I think the end of Book 4 is a great place to call it a day. If you've read they first four you get at least y for pretty much the entire story for Fesilin, Bauden and Heboric.....Mapping and Icarium.......Crokus and Kruppe....Paean...

 

Book Five launches all new storylines, so, yeah, like I said, Book Four is a good place to wrap it up if the series is not for you.

 

 

Fish

 

What are you on about? Almost none of those characters have had their story reach a conclusion by the end of book 4. In fact the only two characters in that list that is finished is Baudin and Felisin. Heboric, Mappo, Icarium, Crokus, Kruppe and Paran all have huge and important roles to play in the later books.

 

Ummm...nooooo. (And Im only beginning like that because the Mods here really enjoy posts that start with "Ummm" lol ;-) ) ... Those characters begin NEW storyarcs in Book 5 - The Tides of Midnight - but their INITIAL storylines wrap in House of Chains/Book 4. If you don't want to begin the next cycle of stories in Book 5 because the series just isn't doing it for you, then Book 4 is a decent place to cut bait. That's all I'm saying.

 

 

Fish

 

 

Still no. Mappo, Icarium and Crokus sorta begin new story arcs.
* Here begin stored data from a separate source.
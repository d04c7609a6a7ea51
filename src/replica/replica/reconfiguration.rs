use super::Replica;
use crate::actor::{Callback, WeakActorClient};
use crate::commitlog::{Index, Log};
use crate::replica::election::CurrentLeader;
use crate::replica::local_state::{PersistentLocalState, Term};
use crate::replica::membership::ServerConfiguration;
use crate::replica::peers::{Peer, ReplicaId, ReplicaMetadata};
use crate::replica::replica_api::{
    LeadershipTransferError, MembershipChange, MembershipChangeError, MembershipChangeOutput, TermOutOfDateInfo,
    TimeoutNowError, TimeoutNowInput, TimeoutNowOutput, TimeoutNowReplyFromPeer,
};
use crate::replica::write_ahead_log::WriteAheadLogEntry;
use crate::rpc::{proto_timeout_now_result, ProtoTimeoutNowReq};
use std::collections::VecDeque;
use std::io;
use tokio::time::Duration;

/// A membership change waiting for its turn. Only one change is in flight at a time.
struct PendingChange {
    id: u64,
    change: MembershipChange,
    callback: Callback<MembershipChangeOutput, MembershipChangeError>,
}

#[derive(Clone, Copy, Debug)]
enum ChangeStage {
    // The configuration entry at `index` is in the log. A voting AddServer first joins as a
    // non-voting member and gets promoted once it caught up.
    AwaitingCommit { index: Index, promote_after: bool },
    // Waiting for the new member to replicate through `target`.
    CatchingUp { target: Index },
}

struct InFlightChange {
    pending: PendingChange,
    stage: ChangeStage,
}

#[derive(Default)]
pub(super) struct MembershipChanges {
    next_id: u64,
    in_flight: Option<InFlightChange>,
    queued: VecDeque<PendingChange>,
}
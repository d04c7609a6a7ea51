use crate::actor::ActorClient;
use crate::admission::{AdmissionGate, Throttled};
use crate::api::types::{ClientRequestId, RaftEntryId, RaftLeaderInfo};
use crate::replica;
use bytes::Bytes;
use std::io;
use tokio::time::Duration;

/// ReplicatedLog is the replicated log for external application to append to.
#[derive(Clone)]
pub struct ReplicatedLog {
    actor_client: ActorClient,
    admission: AdmissionGate,
    commit_timeout: Duration,
}

impl ReplicatedLog {
    pub(crate) fn new(actor_client: ActorClient, admission: AdmissionGate, commit_timeout: Duration) -> Self {
        ReplicatedLog {
            actor_client,
            admission,
            commit_timeout,
        }
    }

    /// Appends an entry on the leader and waits until it is committed and applied locally.
    pub async fn append(&self, input: AppendEntryInput) -> Result<AppendEntryOutput, AppendError> {
        // Held until we return, so the tracker learns how long the whole append took.
        let admitted = self.admission.try_admit()?;
        if admitted.delay() > Duration::from_secs(0) {
            tokio::time::sleep(admitted.delay()).await;
        }

        let replica_input = replica::ClientAppendInput {
            data: input.data,
            client_request_id: input.client_request_id.map(replica::EntryOrigin::from),
        };

        match tokio::time::timeout(self.commit_timeout, self.actor_client.client_append(replica_input)).await {
            Ok(result) => result.map(AppendEntryOutput::from).map_err(AppendError::from),
            Err(_) => Err(AppendError::Timeout),
        }
    }
}

#[derive(Debug)]
pub struct AppendEntryInput {
    pub data: Bytes,
    /// Lets the state machine drop the duplicate if this append is retried after `Timeout`.
    pub client_request_id: Option<ClientRequestId>,
}

impl AppendEntryInput {
    pub fn new(data: impl Into<Bytes>) -> Self {
        AppendEntryInput {
            data: data.into(),
            client_request_id: None,
        }
    }

    pub fn with_client_request_id(mut self, id: ClientRequestId) -> Self {
        self.client_request_id = Some(id);
        self
    }
}

#[derive(Debug)]
pub struct AppendEntryOutput {
    pub entry_id: RaftEntryId,
}

#[derive(Debug, thiserror::Error)]
pub enum AppendError {
    #[error("I'm not leader")]
    NotLeader(RaftLeaderInfo),

    // Can be retried with exponential backoff with recommended initial delay of 200ms. Likely an
    // election is in progress.
    #[error("Cluster is in a tough shape. No one is leader.")]
    NoLeader,

    #[error("Leader can't reach a majority of voting members")]
    NoQuorum,

    #[error("Too many appends in flight. Estimated delay {estimated_delay:?}")]
    Throttled { estimated_delay: Duration },

    // The entry may still commit later under a new leader. Retry with the same ClientRequestId.
    #[error("Leadership was lost before the entry committed")]
    NotCommitted,

    // Outcome unknown. Retry with the same ClientRequestId.
    #[error("Timed out waiting for the entry to be applied")]
    Timeout,

    #[error("Failed to persist log")]
    LocalIoError(io::Error),

    // Replica logic runs on a background task. This error is returned if the task has exited.
    #[error("Replica task has exited")]
    ReplicaExited,
}

// ------- Conversions --------

impl From<replica::ClientAppendOutput> for AppendEntryOutput {
    fn from(internal_output: replica::ClientAppendOutput) -> Self {
        AppendEntryOutput {
            entry_id: RaftEntryId {
                term: internal_output.term,
                entry_index: internal_output.index,
            },
        }
    }
}

impl From<replica::ClientAppendError> for AppendError {
    fn from(internal_error: replica::ClientAppendError) -> Self {
        match internal_error {
            replica::ClientAppendError::LeaderRedirect(leader_id) => {
                AppendError::NotLeader(RaftLeaderInfo::from(leader_id))
            }
            replica::ClientAppendError::NoLeader => AppendError::NoLeader,
            // Leadership is being handed over. Retrying finds the new leader.
            replica::ClientAppendError::TransferringLeadership => AppendError::NoLeader,
            replica::ClientAppendError::NoQuorum => AppendError::NoQuorum,
            replica::ClientAppendError::NotCommitted => AppendError::NotCommitted,
            replica::ClientAppendError::LocalIoError(e) => AppendError::LocalIoError(e),
            replica::ClientAppendError::ActorExited => AppendError::ReplicaExited,
        }
    }
}

impl From<Throttled> for AppendError {
    fn from(throttled: Throttled) -> Self {
        AppendError::Throttled {
            estimated_delay: throttled.estimated_delay,
        }
    }
}

#[cfg(test)]
mod tests {
    use super::*;
    use crate::actor::Event;
    use crate::admission::AveragingProgressTracker;
    use std::sync::Arc;

    fn replicated_log(commit_timeout: Duration) -> (ReplicatedLog, tokio::sync::mpsc::Receiver<Event>) {
        let (actor_client, rx) = ActorClient::new(10);
        let tracker = Arc::new(AveragingProgressTracker::new(10, 4, Duration::from_millis(10)));
        let gate = AdmissionGate::new(tracker, Duration::from_secs(1));
        (ReplicatedLog::new(actor_client, gate, commit_timeout), rx)
    }

    #[tokio::test]
    async fn redirect_carries_leader() {
        let (log, mut rx) = replicated_log(Duration::from_secs(5));
        tokio::spawn(async move {
            if let Some(Event::ClientAppend(_, callback)) = rx.recv().await {
                callback.send(Err(replica::ClientAppendError::LeaderRedirect(replica::ReplicaId::new("b"))));
            }
        });

        match log.append(AppendEntryInput::new(vec![1u8])).await {
            Err(AppendError::NotLeader(leader)) => assert_eq!(leader.replica_id, "b"),
            other => panic!("Unexpected result {:?}", other),
        }
    }

    #[tokio::test]
    async fn unanswered_append_times_out() {
        let (log, mut rx) = replicated_log(Duration::from_millis(50));
        let holder = tokio::spawn(async move {
            // Keep the callback alive so the append can't complete.
            let event = rx.recv().await;
            tokio::time::sleep(Duration::from_secs(1)).await;
            drop(event);
        });

        let input = AppendEntryInput::new(vec![1u8]).with_client_request_id(ClientRequestId::new("c", 1));
        assert!(matches!(log.append(input).await, Err(AppendError::Timeout)));
        holder.abort();
    }
}
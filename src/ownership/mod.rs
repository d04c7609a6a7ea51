//! Entity-ownership arbitration on eventually-consistent replicated state. Nothing here goes
//! through the raft log.
mod crdt;
mod map;

pub use crdt::LamportClock;
pub use crdt::LwwRegister;
pub use crdt::OrSet;
pub use map::Entity;
pub use map::EntityOwnershipMap;
pub use map::OwnerSupervisor;
pub use map::OwnershipChange;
Icarium's story is really still the same one, Mappo's changes due to losing Icarium. Kruppe, Paran and Heboric very much continue their pre existing ones. Please tell me exactly what separates the pre Tides of Midnight story arcs of those 3 characters from the Post Tides of Midnight story arcs. Because the way I see it: Heboric is still dealing with being a big mixing pot of Jade Giant, Treach and Ottataral. Paran is continuing his story of being the Master of the Deck and Kruppe is pretty much just being Kruppe.

 

 

 

In any case (and this is aimed at whoever posted that he didnt like it after book 4); if you don't like the series at this point, you probably never will. Personally I was tentative after book 1 but after book 2 and 3 I was completely sucked in. Easily one of my favourite series if not THE favourite.